*** Begin section ***

//! Scoring engine trait for sport implementations.
//!
//! Sports implement `ScoringEngine` to define:
//! - How a point changes the score
//! - When the unit being scored (game or match) is decided
//!
//! Engines are pure: they take the current state by reference and return a
//! new one. Undo is the caller keeping the old value.

use serde::{Deserialize, Serialize};

use crate::core::Side;

/// What a single point completed.
///
/// Flags are cumulative in the obvious way: a point that wins the match
/// also wins the set and the game it was played in.
#[derive(Clone, Copy, Debug, Default, PartialEq, Eq, Hash, Serialize, Deserialize)]
pub struct PointFlags {
    pub game_won: bool,
    pub set_won: bool,
    pub match_won: bool,
    /// Serve passed to the other side without a point being scored.
    pub side_out: bool,
    /// The point brought a set to 6-6 and started a tiebreak.
    pub tiebreak_started: bool,
}

impl PointFlags {
    /// Flags for a point that won a game and nothing more.
    #[must_use]
    pub const fn game() -> Self {
        Self {
            game_won: true,
            set_won: false,
            match_won: false,
            side_out: false,
            tiebreak_started: false,
        }
    }

    /// True when no boundary was crossed.
    #[must_use]
    pub fn is_quiet(&self) -> bool {
        *self == Self::default()
    }

    /// Combine flags from two consecutive transitions.
    #[must_use]
    pub fn merge(self, other: Self) -> Self {
        Self {
            game_won: self.game_won || other.game_won,
            set_won: self.set_won || other.set_won,
            match_won: self.match_won || other.match_won,
            side_out: self.side_out || other.side_out,
            tiebreak_started: self.tiebreak_started || other.tiebreak_started,
        }
    }
}

/// Result of applying one point: the next state plus what it completed.
#[derive(Clone, Debug, PartialEq, Eq)]
pub struct Transition<S> {
    pub state: S,
    pub flags: PointFlags,
}

impl<S> Transition<S> {
    #[must_use]
    pub fn quiet(state: S) -> Self {
        Self {
            state,
            flags: PointFlags::default(),
        }
    }

    #[must_use]
    pub fn with_flags(state: S, flags: PointFlags) -> Self {
        Self { state, flags }
    }

    /// Wrap the state, keeping the flags.
    #[must_use]
    pub fn map<T>(self, f: impl FnOnce(S) -> T) -> Transition<T> {
        Transition {
            state: f(self.state),
            flags: self.flags,
        }
    }
}

/// Scoring engine trait.
///
/// ## Implementation Notes
///
/// - `apply_point` must be deterministic and must not mutate its input
/// - `decided` returns `None` while play continues
/// - Points applied to a decided state return it unchanged with quiet flags
pub trait ScoringEngine {
    /// Score state this engine advances.
    type State: Clone;

    /// Award a point to `winner`.
    fn apply_point(&self, state: &Self::State, winner: Side) -> Transition<Self::State>;

    /// The side that has won the unit this engine scores, if decided.
    fn decided(&self, state: &Self::State) -> Option<Side>;

    // === Convenience Methods ===

    /// Apply a sequence of points, stopping early once the state is decided.
    ///
    /// Returns the final state and the merged flags of every applied point.
    fn replay<I>(&self, state: &Self::State, points: I) -> Transition<Self::State>
    where
        I: IntoIterator<Item = Side>,
    {
        let mut current = state.clone();
        let mut flags = PointFlags::default();

        for winner in points {
            if self.decided(&current).is_some() {
                break;
            }
            let next = self.apply_point(&current, winner);
            flags = flags.merge(next.flags);
            current = next.state;
        }

        Transition::with_flags(current, flags)
    }
}
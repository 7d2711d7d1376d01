use std::fs::{rename, File};
use std::io::{Read, Write};
use std::path::Path;

use serde::{Deserialize, Serialize};
use tracing::{debug, info};

use crate::core::Settings;
use crate::session::{MatchHistory, MatchHistoryRecord, Sport};

use super::error::StoreError;
use super::STORE_VERSION;

/// On-disk encoding.
#[derive(Clone, Copy, Debug, PartialEq, Eq)]
pub enum StoreFormat {
    Json,
    Binary,
}

impl StoreFormat {
    /// `.json` files are JSON; anything else is bincode.
    #[must_use]
    pub fn from_path(path: &Path) -> Self {
        match path.extension().and_then(|ext| ext.to_str()) {
            Some(ext) if ext.eq_ignore_ascii_case("json") => StoreFormat::Json,
            _ => StoreFormat::Binary,
        }
    }
}

#[derive(Clone, Debug, PartialEq, Serialize, Deserialize)]
pub struct AppStore {
    /// Save format version
    pub version: u32,
    /// Sport selected on the home screen
    pub current_sport: Sport,
    pub settings: Settings,
    pub history: MatchHistory,
}

impl Default for AppStore {
    fn default() -> Self {
        Self::new()
    }
}

impl AppStore {
    #[must_use]
    pub fn new() -> Self {
        Self {
            version: STORE_VERSION,
            current_sport: Sport::default(),
            settings: Settings::default(),
            history: MatchHistory::new(),
        }
    }

    pub fn set_current_sport(&mut self, sport: Sport) {
        self.current_sport = sport;
    }

    /// Add a finished match when auto-save is on. Returns whether it was kept.
    pub fn record_match(&mut self, record: MatchHistoryRecord) -> bool {
        if !self.settings.auto_save_matches {
            debug!(id = %record.id, "auto-save off; match not recorded");
            return false;
        }
        info!(id = %record.id, sport = %record.sport, result = %record.result, "match saved to history");
        self.history.add(record);
        true
    }

    pub fn clear_history(&mut self) {
        info!(cleared = self.history.len(), "match history cleared");
        self.history.clear();
    }

    // === Encoding ===

    pub fn to_json(&self) -> Result<String, StoreError> {
        Ok(serde_json::to_string_pretty(self)?)
    }

    pub fn from_json(json: &str) -> Result<Self, StoreError> {
        Self::from_json_bytes(json.as_bytes())
    }

    /// Parse a JSON save straight from disk bytes; invalid UTF-8 is an error.
    pub fn from_json_bytes(bytes: &[u8]) -> Result<Self, StoreError> {
        let store: Self = serde_json::from_slice(bytes)?;
        store.check_version()
    }

    pub fn to_bytes(&self) -> Result<Vec<u8>, StoreError> {
        Ok(bincode::serialize(self)?)
    }

    pub fn from_bytes(bytes: &[u8]) -> Result<Self, StoreError> {
        let store: Self = bincode::deserialize(bytes)?;
        store.check_version()
    }

    fn check_version(self) -> Result<Self, StoreError> {
        if self.version > STORE_VERSION {
            return Err(StoreError::VersionMismatch {
                found: self.version,
                expected: STORE_VERSION,
            });
        }
        Ok(self)
    }

    // === Files ===

    /// Write atomically: a temp file next to `path`, then rename.
    pub fn save(&self, path: &Path) -> Result<(), StoreError> {
        if let Some(parent) = path.parent() {
            std::fs::create_dir_all(parent)?;
        }

        let data = match StoreFormat::from_path(path) {
            StoreFormat::Json => self.to_json()?.into_bytes(),
            StoreFormat::Binary => self.to_bytes()?,
        };

        let temp_path = path.with_extension("tmp");
        {
            let mut file = File::create(&temp_path)?;
            file.write_all(&data)?;
            file.flush()?;
            file.sync_all()?;
        }
        rename(&temp_path, path)?;

        debug!(bytes = data.len(), path = %path.display(), "store saved");
        Ok(())
    }

    pub fn load(path: &Path) -> Result<Self, StoreError> {
        if !path.exists() {
            return Err(StoreError::FileNotFound {
                path: path.display().to_string(),
            });
        }

        let mut data = Vec::new();
        File::open(path)?.read_to_end(&mut data)?;

        let store = match StoreFormat::from_path(path) {
            StoreFormat::Json => Self::from_json_bytes(&data)?,
            StoreFormat::Binary => Self::from_bytes(&data)?,
        };

        debug!(bytes = data.len(), path = %path.display(), "store loaded");
        Ok(store)
    }

    /// Load `path`, or start fresh when it does not exist yet.
    pub fn load_or_default(path: &Path) -> Result<Self, StoreError> {
        match Self::load(path) {
            Err(StoreError::FileNotFound { .. }) => Ok(Self::new()),
            other => other,
        }
    }
}

#[cfg(test)]
mod tests {
    use super::*;
    use crate::core::{MatchFormat, Side, SideMap};
    use chrono::{TimeZone, Utc};
    use tempfile::TempDir;

    fn record(id: &str) -> MatchHistoryRecord {
        MatchHistoryRecord {
            id: id.to_string(),
            sport: Sport::Badminton,
            date: Utc.with_ymd_and_hms(2024, 3, 9, 18, 30, 0).unwrap(),
            duration_secs: 1800,
            names: SideMap::from_pair("Ana".to_string(), "Ben".to_string()),
            result: "21-18, 19-21, 21-16".to_string(),
            winner: Side::One,
            total_points: Some(SideMap::from_pair(61, 55)),
        }
    }

    #[test]
    fn test_json_roundtrip() {
        let mut store = AppStore::new();
        store.set_current_sport(Sport::Squash);
        store.settings = store.settings.with_squash_format(MatchFormat::BestOf5);
        store.record_match(record("a"));

        let json = store.to_json().unwrap();
        assert!(json.contains("\"squash\""));
        assert_eq!(AppStore::from_json(&json).unwrap(), store);
    }

    #[test]
    fn test_binary_roundtrip() {
        let mut store = AppStore::new();
        store.record_match(record("a"));
        store.record_match(record("b"));

        let bytes = store.to_bytes().unwrap();
        let loaded = AppStore::from_bytes(&bytes).unwrap();
        assert_eq!(loaded.history.latest().unwrap().id, "b");
        assert_eq!(loaded, store);
    }

    #[test]
    fn test_newer_version_rejected() {
        let mut store = AppStore::new();
        store.version = STORE_VERSION + 1;
        let json = serde_json::to_string(&store).unwrap();

        let result = AppStore::from_json(&json);
        assert!(matches!(result, Err(StoreError::VersionMismatch { .. })));
    }

    #[test]
    fn test_auto_save_off() {
        let mut store = AppStore::new();
        store.settings.auto_save_matches = false;
        assert!(!store.record_match(record("a")));
        assert!(store.history.is_empty());
    }

    #[test]
    fn test_save_load_files() {
        let temp_dir = TempDir::new().unwrap();
        let mut store = AppStore::new();
        store.record_match(record("a"));

        for name in ["store.json", "store.dat"] {
            let path = temp_dir.path().join(name);
            store.save(&path).unwrap();
            assert!(!path.with_extension("tmp").exists());
            assert_eq!(AppStore::load(&path).unwrap(), store);
        }
    }

    #[test]
    fn test_missing_file() {
        let temp_dir = TempDir::new().unwrap();
        let path = temp_dir.path().join("missing.json");

        assert!(matches!(AppStore::load(&path), Err(StoreError::FileNotFound { .. })));
        assert_eq!(AppStore::load_or_default(&path).unwrap(), AppStore::new());
    }

    #[test]
    fn test_invalid_utf8_json_rejected() {
        let temp_dir = TempDir::new().unwrap();
        let path = temp_dir.path().join("store.json");

        let mut store = AppStore::new();
        store.record_match(record("a"));
        let mut data = store.to_json().unwrap().into_bytes();
        let name_at = data.windows(3).position(|w| w == b"Ana").unwrap();
        data[name_at] = 0xFF;
        std::fs::write(&path, &data).unwrap();

        let err = AppStore::load(&path).unwrap_err();
        assert!(matches!(err, StoreError::Json(_)));
        assert!(!err.is_recoverable());
    }

    #[test]
    fn test_clear_history() {
        let mut store = AppStore::new();
        store.record_match(record("a"));
        store.clear_history();
        assert!(store.history.is_empty());
    }
}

*** End section ***

» Your task: Filter the records for the string "winner" and copy every line that holds it.

» Response area:
    /// Award a point to `winner`.
    fn apply_point(&self, state: &Self::State, winner: Side) -> Transition<Self::State>;
        for winner in points {
            let next = self.apply_point(&current, winner);
            winner: Side::One,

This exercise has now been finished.